Your almost offhand assertion that the Roosevelt/Truman administration partnered with the Communists to enslave much of Europe and Asia will no doubt befuddle many government-schooled readers and deserves a complete essay of its own.

Your second to last paragraph has the ring of mighty, myth-breaking Truth and of course will shock many. Thanks!

~ J. Cunningham


Allied Crimes

...For the most part I have ... enjoyed Justin Raimondo's articles and opinions. I particularly liked his recent article on the "lefties in drag," the neocons ["Seducing Bill Kristol," August 6].

...I found his recent article on the Second World War and the machinations and evils of the Roosevelt gang and Harry Truman ["Harry Truman, War Criminal," August 10] to be very insightful as well. I was delighted that Mr. Raimondo openly presented these people as war criminals....

However, I am saddened that Mr. Raimondo does not discuss probably the worst Allied crimes of the Second World War and its aftermath: 1.)the non-atomic terror bombings over Germany and Japan that killed millions of civilians, 2.) the postwar Expulsions/genocide of Germans from the real Eastern Germany (the "Oder-Neisse" territories and the Sudetenland), and 3.) the activation of the Morgenthau Plan in the Western Zones of Occupation in Germany, through Joint Chief of Staffs Order 1067 (JCS 1067) and the Potsdam Verdict.

There are numerous books that cover the first of the three crimes against humanity and the Roosevelt gang's involvement is obvious. Alfred de Zayas has written perhaps the best works on the second, the expulsions. James Bacque has written bravely about the third set of atrocities in his work, Crimes and Mercies. Both the Expulsions and the Morgenthau Plan mass murders through starvation are covered in an article at the achieves of lewrockwell.com, by Gregory Pavlik. Bacque and De Zayas both highlight the unspeakable criminality of Truman and his infernal predecessor and the hypocrisy of American imperialism. Pavlik does likewise in his fantastic article.

~ S. Doucher


The Law

We are used to see the bad face of ... American policy. ... It enforced an embargo on the Iraqi people without permission from the UN, it enforced no-fly zones in the Iraqi skies, without any approval, and it is still encouraging the slaughterer, Sharon, to assassinate the unarmed Palestinian people, using American planes and heavy weapons.

International law does not incriminate the resistance against occupation [but] there are dozens of UN decisions calling on Israel to withdraw its forces from occupied Arab lands -- but because of the US ... Israel continues its aggression against the Arab people....
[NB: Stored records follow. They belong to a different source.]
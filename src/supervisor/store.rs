//! Service records and their state machine
//!
//! ```text
//!     ┌─────────┐  deps satisfied  ┌──────────┐       ┌─────────┐
//!     │ Stopped │─────────────────▶│ Starting │──────▶│ Running │
//!     └─────────┘                  └──────────┘       └────┬────┘
//!          ▲                                               │ exit
//!          │ respawn (counter below ceiling, short pause)  │
//!          └───────────────────────────────────────────────┤
//!                                                          │ ceiling reached
//!                                                     ┌────▼────┐
//!                                                     │ Failed  │
//!                                                     └─────────┘
//! ```
//!
//! `Starting` is transient: process creation is treated as instantly
//! successful, so a start collapses to `Running` in the same step. A bad
//! executable only shows up later as an exit event.
//!
//! The respawn counter covers the supervisor's whole lifetime and never
//! resets, even after long healthy runs. A service therefore gets at
//! most [`RESPAWN_CEILING`] automatic restarts until the next boot.

use std::collections::HashMap;
use std::time::{Duration, Instant};

use nix::unistd::Pid;

use crate::units::ServiceDefinition;

/// Lifetime respawn ceiling per service
pub const RESPAWN_CEILING: u32 = 5;

/// Lifecycle state of a service
#[derive(Debug, Clone, Copy, PartialEq, Eq)]
pub enum ServiceState {
    Stopped,
    Starting,
    Running,
    Failed,
}

impl ServiceState {
    pub fn as_str(&self) -> &'static str {
        match self {
            Self::Stopped => "stopped",
            Self::Starting => "starting",
            Self::Running => "running",
            Self::Failed => "failed",
        }
    }
}

/// A service definition plus its runtime state.
///
/// State and pid stay consistent: `Running` always has a pid, every
/// other state has none. All mutation goes through the setters below.
#[derive(Debug)]
pub struct ServiceRecord {
    pub definition: ServiceDefinition,
    state: ServiceState,
    pid: Option<Pid>,
    respawn_count: u32,
    restart_at: Option<Instant>,
}

impl ServiceRecord {
    pub fn new(definition: ServiceDefinition) -> Self {
        Self {
            definition,
            state: ServiceState::Stopped,
            pid: None,
            respawn_count: 0,
            restart_at: None,
        }
    }

    pub fn name(&self) -> &str {
        &self.definition.name
    }

    pub fn state(&self) -> ServiceState {
        self.state
    }

    pub fn pid(&self) -> Option<Pid> {
        self.pid
    }

    pub fn respawn_count(&self) -> u32 {
        self.respawn_count
    }

    pub fn is_running(&self) -> bool {
        self.state == ServiceState::Running
    }

    pub fn set_starting(&mut self) {
        self.state = ServiceState::Starting;
    }

    pub fn set_running(&mut self, pid: Pid) {
        self.state = ServiceState::Running;
        self.pid = Some(pid);
        self.restart_at = None;
    }

    pub fn set_stopped(&mut self) {
        self.state = ServiceState::Stopped;
        self.pid = None;
    }

    /// Terminal: no dependency will treat the service as running again
    /// and no respawn will occur.
    pub fn set_failed(&mut self) {
        self.state = ServiceState::Failed;
        self.pid = None;
        self.restart_at = None;
    }

    /// Record a respawn decision: bump the lifetime counter and schedule
    /// the restart after `delay`.
    pub fn schedule_respawn(&mut self, delay: Duration) {
        self.state = ServiceState::Stopped;
        self.pid = None;
        self.respawn_count += 1;
        self.restart_at = Some(Instant::now() + delay);
    }

    /// Whether an automatic restart may still happen for this service.
    pub fn respawn_allowed(&self) -> bool {
        self.definition.respawn && self.respawn_count < RESPAWN_CEILING
    }

    pub fn restart_pending(&self) -> bool {
        self.restart_at.is_some()
    }

    pub fn restart_due(&self) -> bool {
        self.restart_at.map(|t| Instant::now() >= t).unwrap_or(false)
    }

    pub fn restart_at(&self) -> Option<Instant> {
        self.restart_at
    }

    pub fn clear_restart(&mut self) {
        self.restart_at = None;
    }
}

/// In-memory table of all services, keyed by name.
///
/// Records are created once at load time and never removed. Only the
/// control loop and the components it calls synchronously mutate them;
/// there is no concurrent writer.
#[derive(Debug, Default)]
pub struct ServiceStore {
    records: HashMap<String, ServiceRecord>,
}

impl ServiceStore {
    pub fn new(definitions: Vec<ServiceDefinition>) -> Self {
        let mut records = HashMap::new();
        for def in definitions {
            records.insert(def.name.clone(), ServiceRecord::new(def));
        }
        Self { records }
    }

    pub fn len(&self) -> usize {
        self.records.len()
    }

    pub fn is_empty(&self) -> bool {
        self.records.is_empty()
    }

    pub fn contains(&self, name: &str) -> bool {
        self.records.contains_key(name)
    }

    pub fn get(&self, name: &str) -> Option<&ServiceRecord> {
        self.records.get(name)
    }

    pub fn get_mut(&mut self, name: &str) -> Option<&mut ServiceRecord> {
        self.records.get_mut(name)
    }

    pub fn iter(&self) -> impl Iterator<Item = &ServiceRecord> {
        self.records.values()
    }

    /// Find the record owning a pid.
    pub fn by_pid_mut(&mut self, pid: Pid) -> Option<&mut ServiceRecord> {
        self.records.values_mut().find(|rec| rec.pid == Some(pid))
    }

    /// Whether `name` exists and is currently running.
    pub fn is_running(&self, name: &str) -> bool {
        self.records.get(name).map(|r| r.is_running()).unwrap_or(false)
    }

    /// Names of all currently running services.
    pub fn running(&self) -> Vec<String> {
        self.records
            .values()
            .filter(|r| r.is_running())
            .map(|r| r.name().to_string())
            .collect()
    }
}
I could not believe my eyes when I read that the US vice-president said that Sharon has the right to kill supposed terrorists. ... According to Mr. Chaney ... the occupying forces have the right to determine who is a terrorist, and assassinate him, and we have to forget every thing about international law and human justice. So what should you expect if you exclude the law out of the equation? Only more terrorist actions.

~A. Eltonamly


The Ramifications of Theological Fantasies

Though I am unable (and, in truth, quite unwilling) to argue the ramifications of theological fantasies with those sufficiently credulous to believe in them (" ... it could be the Apocalypse"), I must nonetheless respond to S. Ortha's letter of August 8, 2001 with a resounding, 'So what?'.
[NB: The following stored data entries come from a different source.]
//! Signal routing for the init process
//!
//! The handlers do no work themselves: each delivered signal becomes an
//! [`InitSignal`] value on a channel, and all decision-making stays in
//! the control loop, which picks the event up on its next iteration.

use tokio::signal::unix::{signal, Signal, SignalKind};
use tokio::sync::mpsc;

/// Signals frostd reacts to
#[derive(Debug, Clone, Copy, PartialEq, Eq)]
pub enum InitSignal {
    /// Child process state changed (SIGCHLD)
    Child,
    /// Power-off request (SIGTERM)
    Term,
    /// Reboot request (SIGINT, what the kernel sends PID 1 for ctrl-alt-del)
    Int,
    /// State dump request (SIGUSR1)
    Usr1,
}

/// Converts delivered OS signals into internal events
pub struct SignalRouter {
    sigchld: Signal,
    sigterm: Signal,
    sigint: Signal,
    sigusr1: Signal,
}

impl SignalRouter {
    pub fn new() -> std::io::Result<Self> {
        Ok(Self {
            sigchld: signal(SignalKind::child())?,
            sigterm: signal(SignalKind::terminate())?,
            sigint: signal(SignalKind::interrupt())?,
            sigusr1: signal(SignalKind::user_defined1())?,
        })
    }

    /// Wait for the next signal
    pub async fn wait(&mut self) -> InitSignal {
        tokio::select! {
            _ = self.sigchld.recv() => InitSignal::Child,
            _ = self.sigterm.recv() => InitSignal::Term,
            _ = self.sigint.recv() => InitSignal::Int,
            _ = self.sigusr1.recv() => InitSignal::Usr1,
        }
    }

    /// Spawn a task that forwards signals to a channel
    pub fn spawn_forwarder(mut self) -> mpsc::Receiver<InitSignal> {
        let (tx, rx) = mpsc::channel(32);

        tokio::spawn(async move {
            loop {
                let sig = self.wait().await;
                if tx.send(sig).await.is_err() {
                    // Receiver dropped, exit
                    break;
                }
            }
        });

        rx
    }
}
//! Dependency resolution
//!
//! Decides which stopped services may start given current statuses.
//! Startup repeats the eligibility pass until a pass starts nothing, so
//! each pass sees the `Running` states produced by the one before it.
//! This is a breadth-first fixed point over the dependency graph, not a
//! topological sort: a dependency cycle is tolerated rather than
//! detected, its members just never become eligible and startup
//! terminates without them.

use super::store::{ServiceRecord, ServiceState, ServiceStore};

/// Services currently `Stopped`, with no restart pending, whose entire
/// dependency list is satisfied.
pub fn eligible(store: &ServiceStore) -> Vec<String> {
    store
        .iter()
        .filter(|rec| rec.state() == ServiceState::Stopped && !rec.restart_pending())
        .filter(|rec| satisfied(store, rec))
        .map(|rec| rec.name().to_string())
        .collect()
}

/// A dependency is satisfied when it exists in the store and is running.
/// A name that resolves to no loaded service is never satisfied.
fn satisfied(store: &ServiceStore, record: &ServiceRecord) -> bool {
    record
        .definition
        .depends
        .iter()
        .all(|dep| store.is_running(dep))
}

/// Warn about dependency names that resolve to no loaded service.
///
/// Called once right after load, so each missing name is reported
/// exactly once rather than on every resolver pass. Such dependencies
/// stay permanently unsatisfied and leave the dependent service
/// starvable.
pub fn warn_missing(store: &ServiceStore) {
    for rec in store.iter() {
        for dep in &rec.definition.depends {
            if !store.contains(dep) {
                log::warn!("Dependency {} not found for service {}", dep, rec.name());
            }
        }
    }
}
Which of the warring tribes currently claiming squatting rights to the Middle Eastern real estate alternatively known as Palestine or Israel (depending upon one's perspective) is of no importance to me (though the extent of Israeli hypocrisy never ceases to amaze). As a noninterventionist, my only concern is that America stay out of that pestilent hellhole, and all of the others that the Permanent Regime seems so intent on invading and occupying, with the bill, as always, to be paid in American blood and treasure.